My guess here would actually be no. But I'd like to substitute the word "carbonated" with "pressurized". Effectively they mean the same thing, but I think if you think in terms of a lagering vessel being pressurized you are taking an extra - and pretty effective - step against the possibility of air seeping in. When I make lagers I don't necessarily try to fully carbonate them for the long haul, but I always keep them under at least a little pressure. Naturally they will pick up some CO2 along the way.

Joelle
07/27/07 02:10 PM  
Re: Lagering question
Thanks for fixing my subject line Steve! I don't know if my question was totally clear.

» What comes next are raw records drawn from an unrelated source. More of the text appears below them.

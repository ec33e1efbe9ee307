use std::io;

use anyhow::{Context, Result};
use tracing::debug;
use upcast_schedule_core::export;
use upcast_schedule_core::schedule::ScheduleRequest;

pub fn run(request: &ScheduleRequest) -> Result<()> {
    debug!(?request, "exporting schedule");

    let stdout = io::stdout();
    let mut console = stdout.lock();

    export::write_data_to_file(request, &mut console).with_context(|| {
        format!(
            "Could not export schedule to {}",
            request.output_path.display()
        )
    })?;

    Ok(())
}
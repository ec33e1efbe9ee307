//! CSV export with a tab-delimited console mirror.

use std::fs::File;
use std::io::Write;
use std::path::PathBuf;

use csv::{QuoteStyle, Terminator, WriterBuilder};
use tracing::{debug, info};

use crate::constants::HEADER;
use crate::error::ScheduleResult;
use crate::schedule::ScheduleRequest;

/// What an export run produced.
#[derive(Debug, Clone, PartialEq, Eq)]
pub struct ExportSummary {
    pub output_path: PathBuf,
    pub rows: usize,
}

/// Write the schedule for `request` to its output file, echoing every row to
/// `console`.
///
/// The file is created or truncated. If a row fails part way through, the
/// rows already written stay in the file.
pub fn write_data_to_file<C: Write>(
    request: &ScheduleRequest,
    console: &mut C,
) -> ScheduleResult<ExportSummary> {
    let file = File::create(&request.output_path)?;
    debug!(path = %request.output_path.display(), "opened output file");

    writeln!(console, "Starting Export...")?;
    writeln!(console)?;

    let rows = write_schedule(request, file, console)?;

    writeln!(console)?;
    writeln!(console, "File exported successfully.")?;

    info!(
        path = %request.output_path.display(),
        rows,
        "schedule exported"
    );

    Ok(ExportSummary {
        output_path: request.output_path.clone(),
        rows,
    })
}

/// Write the header and one row per month as CSV to `out` and tab-separated
/// to `console`. Returns the number of data rows.
pub fn write_schedule<W: Write, C: Write>(
    request: &ScheduleRequest,
    out: W,
    console: &mut C,
) -> ScheduleResult<usize> {
    let mut writer = WriterBuilder::new()
        .quote_style(QuoteStyle::Always)
        .terminator(Terminator::Any(b'\n'))
        .from_writer(out);

    writer.write_record(HEADER)?;
    writeln!(console, "{}", HEADER.join("\t"))?;

    let mut count = 0;
    for row in request.rows() {
        let fields = row?.fields();
        writer.write_record(&fields)?;
        writeln!(console, "{}", fields.join("\t"))?;
        count += 1;
    }

    writer.flush()?;
    Ok(count)
}
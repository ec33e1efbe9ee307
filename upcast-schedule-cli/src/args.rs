//! Cleanup of raw positional arguments.
//!
//! Arguments often arrive wrapped in apostrophes from shell scripts and
//! schedulers, so those are stripped before any value is interpreted.

use tracing::debug;

/// Strip apostrophes; an argument that ends up empty counts as absent.
pub fn strip_apostrophes(raw: Option<&str>) -> Option<String> {
    raw.map(|s| s.replace('\'', ""))
        .filter(|s| !s.trim().is_empty())
}

/// Interpret the period argument, or `None` to use the default.
///
/// Non-numeric values are discarded without error. Fractional values round
/// up and negative values produce no rows.
pub fn parse_period(raw: Option<&str>) -> Option<u32> {
    let cleaned = strip_apostrophes(raw)?;
    let value = cleaned.trim();

    if let Ok(n) = value.parse::<i64>() {
        return Some(n.clamp(0, i64::from(u32::MAX)) as u32);
    }

    match value.parse::<f64>() {
        Ok(n) if n.is_finite() => Some(n.ceil().clamp(0.0, f64::from(u32::MAX)) as u32),
        _ => {
            debug!(period = value, "ignoring non-numeric period");
            None
        }
    }
}
use super::*;

use chrono::{DateTime, Utc};
use tasklane_core::UserId;
use tasklane_domain::{
    NewResourcePermission, ResourceInstance, ResourcePermission, ResourcePermissionId,
};

use crate::security_admin_ports::{GrantResourcePermissionInput, ResourcePermissionQuery};

const RESOURCE_PERMISSION_RESOURCE: &str = "resource_permission";

impl SecurityAdminService {
    /// Grants or denies one action on one instance to one member.
    pub async fn grant_resource_permission(
        &self,
        actor: &ActorIdentity,
        input: GrantResourcePermissionInput,
    ) -> AppResult<ResourcePermission> {
        if input.user_id == actor.user_id() {
            return Err(AppError::Forbidden(
                "cannot issue resource overrides to yourself".to_owned(),
            ));
        }

        // The issuer must hold every action the override unlocks on the instance.
        let permission = input.permission;
        let target = self
            .override_target(actor, permission.resource_type(), input.resource_id.trim())
            .await?;
        self.require(actor, Action::Manage, target.clone()).await?;
        for action in permission.covered_actions() {
            self.require(actor, action, target.clone()).await?;
        }

        let is_member = self
            .repository
            .find_membership(actor.organization_id(), input.user_id)
            .await?
            .is_some_and(|membership| {
                membership.is_active_for(input.user_id, actor.organization_id())
            });
        if !is_member {
            return Err(AppError::Validation(format!(
                "user '{}' is not an active member of organization '{}'",
                input.user_id,
                actor.organization_id()
            )));
        }

        let now = self.clock.now();
        let expires_at = input.expires_at.or_else(|| {
            self.default_resource_permission_expiry
                .map(|expiry| now + expiry)
        });
        let grant = ResourcePermission::create(
            NewResourcePermission {
                organization_id: actor.organization_id(),
                user_id: input.user_id,
                permission: input.permission,
                resource_id: input.resource_id,
                granted: input.granted,
                expires_at,
                granted_by: Some(actor.user_id()),
            },
            now,
        )?;
        self.repository.create_resource_permission(&grant).await?;
        self.authorization_service
            .invalidate_actor(actor.organization_id(), grant.user_id)
            .await;

        tracing::info!(
            organization_id = %grant.organization_id,
            user_id = %grant.user_id,
            permission = %input.permission,
            resource_id = %grant.resource_id,
            granted = grant.granted,
            "created resource permission"
        );
        self.audit(
            actor,
            AuditAction::ResourcePermissionGranted,
            RESOURCE_PERMISSION_RESOURCE,
            grant.id.to_string(),
            format!(
                "{} '{}' on {} '{}' for '{}'",
                if grant.granted { "granted" } else { "denied" },
                input.permission,
                grant.resource_type,
                grant.resource_id,
                grant.user_id
            ),
        )
        .await;

        Ok(grant)
    }

    /// Revokes an override so it neither grants nor denies.
    pub async fn revoke_resource_permission(
        &self,
        actor: &ActorIdentity,
        resource_permission_id: ResourcePermissionId,
    ) -> AppResult<ResourcePermission> {
        let mut grant = self
            .find_managed_resource_permission(actor, resource_permission_id)
            .await?;
        grant.revoke(self.clock.now())?;
        self.repository.save_resource_permission(&grant).await?;
        self.authorization_service
            .invalidate_actor(actor.organization_id(), grant.user_id)
            .await;

        self.audit(
            actor,
            AuditAction::ResourcePermissionRevoked,
            RESOURCE_PERMISSION_RESOURCE,
            grant.id.to_string(),
            format!(
                "revoked override on {} '{}' for '{}'",
                grant.resource_type, grant.resource_id, grant.user_id
            ),
        )
        .await;

        Ok(grant)
    }

    /// Moves the expiry of an active timed override later.
    pub async fn extend_resource_permission(
        &self,
        actor: &ActorIdentity,
        resource_permission_id: ResourcePermissionId,
        new_expires_at: DateTime<Utc>,
    ) -> AppResult<ResourcePermission> {
        let mut grant = self
            .find_managed_resource_permission(actor, resource_permission_id)
            .await?;
        grant.extend(new_expires_at, self.clock.now())?;
        self.repository.save_resource_permission(&grant).await?;
        self.authorization_service
            .invalidate_actor(actor.organization_id(), grant.user_id)
            .await;

        self.audit(
            actor,
            AuditAction::ResourcePermissionExtended,
            RESOURCE_PERMISSION_RESOURCE,
            grant.id.to_string(),
            format!("extended override until {}", new_expires_at.to_rfc3339()),
        )
        .await;

        Ok(grant)
    }

    /// Lists organization resource overrides.
    pub async fn list_resource_permissions(
        &self,
        actor: &ActorIdentity,
        query: ResourcePermissionQuery,
    ) -> AppResult<Vec<ResourcePermission>> {
        self.require(actor, Action::Read, ResourceType::Membership)
            .await?;

        let now = self.clock.now();
        let mut grants = self
            .repository
            .list_resource_permissions(actor.organization_id(), query.user_id)
            .await?;
        if query.active_only {
            grants.retain(|grant| grant.is_active_at(now));
        }

        Ok(grants)
    }

    async fn find_managed_resource_permission(
        &self,
        actor: &ActorIdentity,
        resource_permission_id: ResourcePermissionId,
    ) -> AppResult<ResourcePermission> {
        let grant = self
            .repository
            .find_resource_permission(actor.organization_id(), resource_permission_id)
            .await?
            .ok_or_else(|| {
                AppError::NotFound(format!(
                    "resource permission '{resource_permission_id}' not found"
                ))
            })?;

        // Stored rows outside the allow-list are only manageable at class level.
        let target: AuthorizationTarget = match ResourceType::from_name(&grant.resource_type) {
            Some(ResourceType::Membership) => match UserId::parse(&grant.resource_id) {
                Ok(user_id) => self
                    .membership_instance(actor, user_id)
                    .await?
                    .map_or_else(|| ResourceType::Membership.into(), AuthorizationTarget::from),
                Err(_) => ResourceType::Membership.into(),
            },
            Some(resource_type) => ResourceInstance::new(
                resource_type,
                grant.resource_id.as_str(),
                actor.organization_id(),
            )
            .into(),
            None => ResourceType::Membership.into(),
        };
        self.require(actor, Action::Manage, target).await?;

        Ok(grant)
    }

    /// Builds the instance an override on `resource_id` applies to.
    ///
    /// Membership targets carry the role key of the membership so that
    /// owner protection applies to them.
    async fn override_target(
        &self,
        actor: &ActorIdentity,
        resource_type: ResourceType,
        resource_id: &str,
    ) -> AppResult<AuthorizationTarget> {
        if resource_type != ResourceType::Membership {
            return Ok(
                ResourceInstance::new(resource_type, resource_id, actor.organization_id()).into(),
            );
        }

        let user_id = UserId::parse(resource_id)?;
        self.membership_instance(actor, user_id)
            .await?
            .map(AuthorizationTarget::from)
            .ok_or_else(|| {
                AppError::NotFound(format!(
                    "user '{user_id}' is not a member of organization '{}'",
                    actor.organization_id()
                ))
            })
    }

    async fn membership_instance(
        &self,
        actor: &ActorIdentity,
        user_id: UserId,
    ) -> AppResult<Option<ResourceInstance>> {
        let Some(membership) = self
            .repository
            .find_membership(actor.organization_id(), user_id)
            .await?
        else {
            return Ok(None);
        };
        let role_key = self.membership_role_key(actor, membership.role).await?;

        Ok(Some(ResourceInstance::membership(
            actor.organization_id(),
            user_id,
            role_key,
        )))
    }
}
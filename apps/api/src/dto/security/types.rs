use chrono::{DateTime, Utc};
use serde::{Deserialize, Serialize};
use tasklane_core::{OrganizationId, UserId};
use tasklane_domain::{
    DelegationId, DelegationStatus, GrantConditions, GrantScope, ResourcePermissionId,
    ResourcePermissionStatus, RoleId,
};

/// Grant attached to a role; `permission` uses the `resource_type.action` form.
#[derive(Debug, Clone, Deserialize)]
pub struct RoleGrantRequest {
    pub permission: String,
    #[serde(default)]
    pub conditions: GrantConditions,
    #[serde(default)]
    pub scope: GrantScope,
}

#[derive(Debug, Clone, Deserialize)]
pub struct CreateRoleRequest {
    pub key: String,
    pub name: String,
    pub priority: i64,
    #[serde(default)]
    pub grants: Vec<RoleGrantRequest>,
}

#[derive(Debug, Clone, Deserialize)]
pub struct DuplicateRoleRequest {
    pub key: String,
    pub name: String,
}

#[derive(Debug, Clone, Default, Deserialize)]
pub struct UpdateRoleRequest {
    #[serde(default)]
    pub name: Option<String>,
    #[serde(default)]
    pub priority: Option<i64>,
}

#[derive(Debug, Clone, Deserialize)]
pub struct AssignRoleRequest {
    pub role_id: RoleId,
}

#[derive(Debug, Clone, Serialize)]
pub struct RoleGrantResponse {
    pub permission: String,
    pub conditions: GrantConditions,
    pub scope: GrantScope,
}

#[derive(Debug, Clone, Serialize)]
pub struct RoleResponse {
    pub id: RoleId,
    pub key: String,
    pub name: String,
    pub priority: u16,
    pub is_system: bool,
    pub is_editable: bool,
    pub grants: Vec<RoleGrantResponse>,
}

#[derive(Debug, Clone, Serialize)]
pub struct MembershipResponse {
    pub user_id: UserId,
    pub organization_id: OrganizationId,
    pub active: bool,
    pub legacy_role: Option<String>,
    pub role_id: Option<RoleId>,
}

/// Delegation of either one role or a list of permissions.
#[derive(Debug, Clone, Deserialize)]
pub struct CreateDelegationRequest {
    pub delegatee_id: UserId,
    #[serde(default)]
    pub role_id: Option<RoleId>,
    #[serde(default)]
    pub permissions: Vec<String>,
    pub starts_at: DateTime<Utc>,
    pub ends_at: DateTime<Utc>,
    #[serde(default)]
    pub reason: Option<String>,
}

#[derive(Debug, Clone, Deserialize)]
pub struct ExtendDelegationRequest {
    pub ends_at: DateTime<Utc>,
}

#[derive(Debug, Clone, Copy, Default, Deserialize)]
pub struct DelegationListParams {
    #[serde(default)]
    pub user_id: Option<UserId>,
    #[serde(default)]
    pub active_only: bool,
}

#[derive(Debug, Clone, Serialize)]
pub struct DelegationResponse {
    pub id: DelegationId,
    pub delegator_id: UserId,
    pub delegatee_id: UserId,
    pub role_id: Option<RoleId>,
    pub permissions: Vec<String>,
    pub starts_at: DateTime<Utc>,
    pub ends_at: DateTime<Utc>,
    pub status: DelegationStatus,
    pub reason: Option<String>,
    pub revoked_at: Option<DateTime<Utc>>,
    pub created_at: DateTime<Utc>,
}

#[derive(Debug, Clone, Deserialize)]
pub struct GrantResourcePermissionRequest {
    pub user_id: UserId,
    pub permission: String,
    pub resource_id: String,
    /// `false` records an explicit denial.
    #[serde(default = "granted_by_default")]
    pub granted: bool,
    #[serde(default)]
    pub expires_at: Option<DateTime<Utc>>,
}

fn granted_by_default() -> bool {
    true
}

#[derive(Debug, Clone, Deserialize)]
pub struct ExtendResourcePermissionRequest {
    pub expires_at: DateTime<Utc>,
}

#[derive(Debug, Clone, Copy, Default, Deserialize)]
pub struct ResourcePermissionListParams {
    #[serde(default)]
    pub user_id: Option<UserId>,
    #[serde(default)]
    pub active_only: bool,
}

#[derive(Debug, Clone, Serialize)]
pub struct ResourcePermissionResponse {
    pub id: ResourcePermissionId,
    pub user_id: UserId,
    pub permission: String,
    pub resource_type: String,
    pub resource_id: String,
    pub granted: bool,
    pub status: ResourcePermissionStatus,
    pub expires_at: Option<DateTime<Utc>>,
    pub revoked_at: Option<DateTime<Utc>>,
    pub granted_by: Option<UserId>,
    pub created_at: DateTime<Utc>,
}
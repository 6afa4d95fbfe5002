//! Application services and ports.

#![forbid(unsafe_code)]

mod audit_logger;
mod audit_ports;
mod authorization_ports;
mod authorization_service;
mod clock;
mod role_bootstrap_service;
mod security_admin_ports;
mod security_admin_service;

#[cfg(test)]
mod test_support;

pub use audit_logger::{AuditLogger, MAX_AUDIT_RETENTION_DAYS};
pub use audit_ports::{
    AuditLogEntry, AuditLogEntryId, AuditLogQuery, AuditLogRepository, AuditRecord, AuditSummary,
    AuditWindow, denial_rate,
};
pub use authorization_ports::{AuthorizationRepository, CapabilityCache};
pub use authorization_service::{
    AuthorizationService, DEFAULT_CAPABILITY_CACHE_TTL_SECONDS, MAX_CAPABILITY_CACHE_TTL_SECONDS,
};
pub use clock::{Clock, SystemClock};
pub use role_bootstrap_service::RoleBootstrapService;
pub use security_admin_ports::{
    AddRolePermissionInput, CreateDelegationInput, CreateRoleInput, DelegationQuery,
    DuplicateRoleInput, GrantResourcePermissionInput, ResourcePermissionQuery,
    SecurityAdminRepository, UpdateRoleInput,
};
pub use security_admin_service::{MAX_AUDIT_EXPORT_ROWS, MAX_AUDIT_PAGE_SIZE, SecurityAdminService};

Say you took a beer that had gone through primary fermentation, transferred it to a keg and brought it down to lagering temps (40F - 32F). Would the reduction of sulfur and the smoothing out of the finished carbonated beer be the same if you let it "lager" fully carbonated (say at 2 to 2.5 vols) as opposed to letting it "lager" flat and then carbonated it to 2 to 2.5 vols after the lagering phase?

SteveG
07/27/07 03:24 PM  
Re: Lagering question
Hummm. IMO as long as your carbonation technique did not involve vigorously shaking the beer I can't think of a reason why the results would vary. What makes you ask?
Cisco
07/27/07 03:31 PM  
Re: Lagering question
Lagering is typically done flat. The reason is that if the beer is carbonated it will take a little longer to clarify because the CO2 has a tendency to hold suspended protein a little longer. So time is critical for commercial processes and lagering is done with the beer flat. For home use, if you don't mind an extra couple of weeks then go for it. When kegging just apply about 30 psi to hear the keg lid rubber gasket seat itself - it's a very obvious sound.
Joelle
07/27/07 03:53 PM  
Re: Lagering question
I asked because if I was going to lager a beer for 6 weeks, I could drink it about a week earlier if it was already carbonated at the end of that 6th week. I was wondering if there was anything flavorwise that would be different. Looks like there might be a difference in the speed of clarification.
Cisco
07/27/07 04:10 PM  
Re: Lagering question
I highly doubt that you would notice any flavor difference.
SteveG
07/27/07 04:13 PM  
Re: Lagering question
I guess that all makes sense, that is CO2 holding some stuff in suspension. I've never made a lager that I expected to be seriously tapping into in 6 weeks so I guess this is an area were I'm a bit weak. I will say though that for me, force carbonation only works when its slow. The absolute worst carbonation I've ever encountered has been from rapidly carbonated brews, be this by a stone or high pressure and shaking. Slow, medium PSI force carbonating can make for some wonderfully creamy beer, I'd want it to spend at least 4 weeks carbonating with this method. So for me, if I wanted a pils or something to be ready after only 6 weeks I would have no choice but to seal the keg (the 30PSI blast Cisco described), bleed it then put it at around 12PSI at that point. That would probably give me a week or 2 of play, I would be more comfortable if the beer was ready prior to its presentation. Seldom does good come from waiting till the last minute. Like, what if you end up needing a diactyl rest? A separate settling period would then not be an option.
Joelle
07/27/07 04:27 PM  
Re: Lagering question
Cool, thanks guys!
Cisco
07/27/07 05:15 PM  
Re: Lagering question
Force carbonating tips:

Hook up keg to 30psi for at least 3 days then back off to 15psi for two days. It's ready to serve.

I serve my Belgian ales on tap at 15psi with proper length dispensing hose to compensate for the pressure drop difference and get great creamy head. No pint glasses allowed, just properly shaped goblet glasses.

Cisco
07/27/07 05:35 PM  
Re: Lagering question
I forgot to add that I keep the beer at 36F for lagering and for carbonating.